2013-01-26  |     | 



Illustration : Réseaux de neurones (R.Reumond 2012)




Entre texture et structure, la géométrie d’un corps qui tombe sous le sens, ne tombe pas sans raison, ni en raison d'une simple attraction universelle, mais du sens même de sa dimension "n". Il tombe mot à mot, parce que la géométrie à "n" dimensions est de l’ordre du verbe et que le verbe « tomber » s’impose à la matière comme une vraie géométrie dont les objets et sujets du verbe possèdent leur propre réalité. Cette réalité n’est pas épuisée par des formules mathématiques ou par des équations, car elle est plus qu’une simple réalité, c’est la réalité même d’un langage, celle d'une véritable texture linguistique qui traverse toute matière dans un espace multidimensionnel.

La quatrième dimension, comme langage, c’est une vision qui est aussi comme une perspective qui traverserait la matière entre les objets et les sujets pour leur donner vie, c'est-à-dire les réaliser.

(...)

Entre nature et culture, tout est une question de relation et de codage !

(...)


à partir de ma pratique picturale

Si le support de la toile crue ou préparée est déjà une trame (de lin) en soi, « Entre texture et structure », je travaille actuellement sur une dizaine de panneaux en bois de 60 à 100 cm environ, comme le faisaient jadis et entre autres, des Van Eyck ou des Rembrandt, ces grands maîtres de la période flamande et hollandaise. À la place de la toile de lin, mes planches de fibres à densité moyenne ou Medium Density Fiberboard (MDF) de 6 millimètres d’épaisseur, sont recouvertes d’une ou de plusieurs trames de fibre de verre classique en rouleau, à trames, mailles et épaisseurs variées, puis collées à la colle ou à résine transparente, c’est sur ce support préparé comme un corps s’apprête pour un événement, que je vais travailler en surface et en profondeur. Jouant avec les différentes épaisseurs en des superpositions textuelles, je vais ainsi y peindre à l’acrylique, laissant transparaitre à certains endroits la trame presque nue, comme la trame de notre histoire personnelle peut parfois transparaitre à certains moments de notre vie.

(...)

à partir de ma réflexion conceptuelle

Entre textualisme et texturalisme,

La parole dit ce qu'elle fait ! J’ouvre le livre des jours et je tourne la page. Dedans comme dehors, la nature s’immisce au plus profond du corps jusqu’à la fine pointe l’âme elle s’y mise. Là où les anciens croyaient voir Dieu le tout puissant et le surnaturel avec, la nature s’épand, il n’y a rien au-delà d’elle qu’un langage qui la traverse de part en part, comme l’œil du voyant perce les apparences.

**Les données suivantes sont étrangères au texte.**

//! Program disassembly.
//!
//! Renders one line per instruction:
//!
//! ```text
//!      0: IN   [9]
//!      2: EQ   [9], [10], [9]
//!      6: OUT  [9]
//!      8: HALT
//!      9: DATA -1
//! ```
//!
//! Operands print as `[a]` (position), `a` (immediate) or `rb+a` / `rb-a`
//! (relative). Words that do not decode as a whole instruction print as
//! `DATA`, so data tables interleaved with code do not derail the listing.
//! Disassembly is static: self-modifying code is shown as loaded.

use crate::virtual_machine::isa::Instruction;
use crate::virtual_machine::operand::{InstructionWord, ParameterMode};
use crate::virtual_machine::program::Program;

/// One disassembled line.
#[derive(Debug, Clone, PartialEq, Eq)]
pub struct Line {
    pub offset: usize,
    pub text: String,
}

/// Disassembles the whole program.
pub fn disassemble(program: &Program) -> Vec<Line> {
    let words = program.words();
    let mut lines = Vec::new();
    let mut offset = 0;

    while offset < words.len() {
        match decode_at(words, offset) {
            Some((instr, text)) => {
                lines.push(Line { offset, text });
                offset += instr.width();
            }
            None => {
                lines.push(Line {
                    offset,
                    text: format!("DATA {}", words[offset]),
                });
                offset += 1;
            }
        }
    }
    lines
}

/// Disassembles into a single printable listing.
pub fn listing(program: &Program) -> String {
    disassemble(program)
        .iter()
        .map(|line| format!("{:>6}: {}\n", line.offset, line.text))
        .collect()
}

/// Decodes the instruction at `offset` if its opcode, every mode digit and
/// every operand word are valid and present.
fn decode_at(words: &[i64], offset: usize) -> Option<(Instruction, String)> {
    let word = InstructionWord::split(words[offset]);
    let instr = Instruction::try_from(word.opcode).ok()?;
    let operands = words.get(offset + 1..offset + instr.width())?;

    let rendered = operands
        .iter()
        .enumerate()
        .map(|(i, &raw)| {
            let mode = word.mode(i, offset).ok()?;
            Some(render_operand(mode, raw))
        })
        .collect::<Option<Vec<_>>>()?;

    let text = if rendered.is_empty() {
        instr.mnemonic().to_string()
    } else {
        format!("{:<4} {}", instr.mnemonic(), rendered.join(", "))
    };
    Some((instr, text))
}

fn render_operand(mode: ParameterMode, raw: i64) -> String {
    match mode {
        ParameterMode::Position => format!("[{raw}]"),
        ParameterMode::Immediate => raw.to_string(),
        ParameterMode::Relative if raw < 0 => format!("rb-{}", raw.unsigned_abs()),
        ParameterMode::Relative => format!("rb+{raw}"),
    }
}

Le verbe qui porte la vie jusqu’au bout d’elle-même, c’est le même verbe que celui qui vous porte jusqu’au bout de vous-mêmes, vous fait peindre, écrire ou danser. Cette force de création qui est à la base de tous les langages et graphies, c’est l’esprit même des choses ; cet Esprit que certains nomment Saint, Prâna, Chi ou K’i, Ruah ou Souffle, Er-Ruh ou Hamsa… traverse le vivant en profondeur comme l’écriture porte ma pensée et traverse ma page blanche ; ou comme mon pinceau traverse le papier de riz, laissant là sa trace d’encre noire. Il traverse la matière, dans un véritable "dialogue" entre la nature et la culture.

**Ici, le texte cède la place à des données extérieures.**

use std::sync::Arc;

use axum::{response::IntoResponse, Extension, Json};
use validator::Validate;

use crate::{
    db::WaitlistExt,
    dtos::{
        EntryData, FilterEntryDto, JoinWaitlistDto, JoinWaitlistResponseDto,
        ReferralCountResponseDto, ReferralLinkResponseDto, WaitlistCountResponseDto,
    },
    error::HttpError,
    middleware::FarcasterAuth,
    service::{
        leaderboard::POINTS_PER_REFERRAL,
        referral::generate_referral_link,
        signup::{self, WaitlistBackend},
    },
    AppState,
};

pub async fn join_waitlist(
    Extension(app_state): Extension<Arc<AppState>>,
    Extension(auth): Extension<FarcasterAuth>,
    Json(body): Json<JoinWaitlistDto>,
) -> Result<impl IntoResponse, HttpError> {
    body.validate()
        .map_err(|e| HttpError::bad_request(e.to_string()))?;

    let receipt = match &app_state.waitlist_backend {
        WaitlistBackend::Database => {
            signup::submit(
                &app_state.db_client,
                Some(&auth.identity),
                &body.email,
                body.referral_source.as_deref(),
            )
            .await?
        }
        WaitlistBackend::Formspree(client) => {
            signup::submit_form(
                client,
                Some(&auth.identity),
                &body.email,
                body.referral_source.as_deref(),
            )
            .await?
        }
    };

    match receipt.entry.as_ref().and_then(|entry| entry.referral_source.as_deref()) {
        Some(referrer) => tracing::info!(
            "Referral successful: {} referred {}",
            referrer,
            auth.identity.username
        ),
        None => tracing::info!("{} joined the waitlist", auth.identity.username),
    }

    Ok(Json(JoinWaitlistResponseDto {
        status: "success".to_string(),
        message: "You've joined the waitlist!".to_string(),
        data: EntryData {
            entry: receipt.entry.as_ref().map(FilterEntryDto::filter_entry),
            referral_count: receipt.referral_count,
        },
    }))
}

pub async fn get_referral_count(
    Extension(app_state): Extension<Arc<AppState>>,
    Extension(auth): Extension<FarcasterAuth>,
) -> Result<impl IntoResponse, HttpError> {
    let referral_count = app_state
        .db_client
        .count_by_referrer(&auth.identity.fid)
        .await
        .map_err(|e| HttpError::server_error(e.to_string()))?;

    Ok(Json(ReferralCountResponseDto {
        status: "success".to_string(),
        fid: auth.identity.fid,
        referral_count,
        points: referral_count * POINTS_PER_REFERRAL,
    }))
}

pub async fn get_referral_link(
    Extension(app_state): Extension<Arc<AppState>>,
    Extension(auth): Extension<FarcasterAuth>,
) -> Result<impl IntoResponse, HttpError> {
    let referral_link = generate_referral_link(&app_state.env.app_url, &auth.identity.fid);

    Ok(Json(ReferralLinkResponseDto {
        status: "success".to_string(),
        referral_link,
    }))
}

pub async fn get_waitlist_count(
    Extension(app_state): Extension<Arc<AppState>>,
) -> Result<impl IntoResponse, HttpError> {
    let count = app_state
        .db_client
        .get_entry_count()
        .await
        .map_err(|e| HttpError::server_error(e.to_string()))?;

    Ok(Json(WaitlistCountResponseDto {
        status: "success".to_string(),
        count,
    }))
}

C’est l’esprit qui opère le monde, l’esprit qui dans l’espace s’entrecroise de temps et de matière, tant de temps et de matière, comme les sacrements superposent dans les vapeurs d’encens, et le chant des chœurs, les paroles et l’huile consacrée, ou les paroles et l’eau ; ou plus simplement, un regard amical et quelques mots d’amour.

Du Logos qui délivre son message en une grande’messe sur le Cosmos, de la conscience qui s’épand avec l’espace, du flux énergétique qui nous porte plus loin, de notre mémoire cellulaire personnelle et de cette information qui traverse tout l’Univers, je retiens ce langage mot à mot ; serais-je comme l’alchimiste faisant l’expérience de cette alchimie intérieure en suivant du doigt d’impossible trait ? Ou comme ce kabbaliste fou en quête d’un algorithme céleste, pauvre pèlerin s’initiant au sens des chiffres et à la puissance même des lettres pour mieux comprendre l’inconnaissable ?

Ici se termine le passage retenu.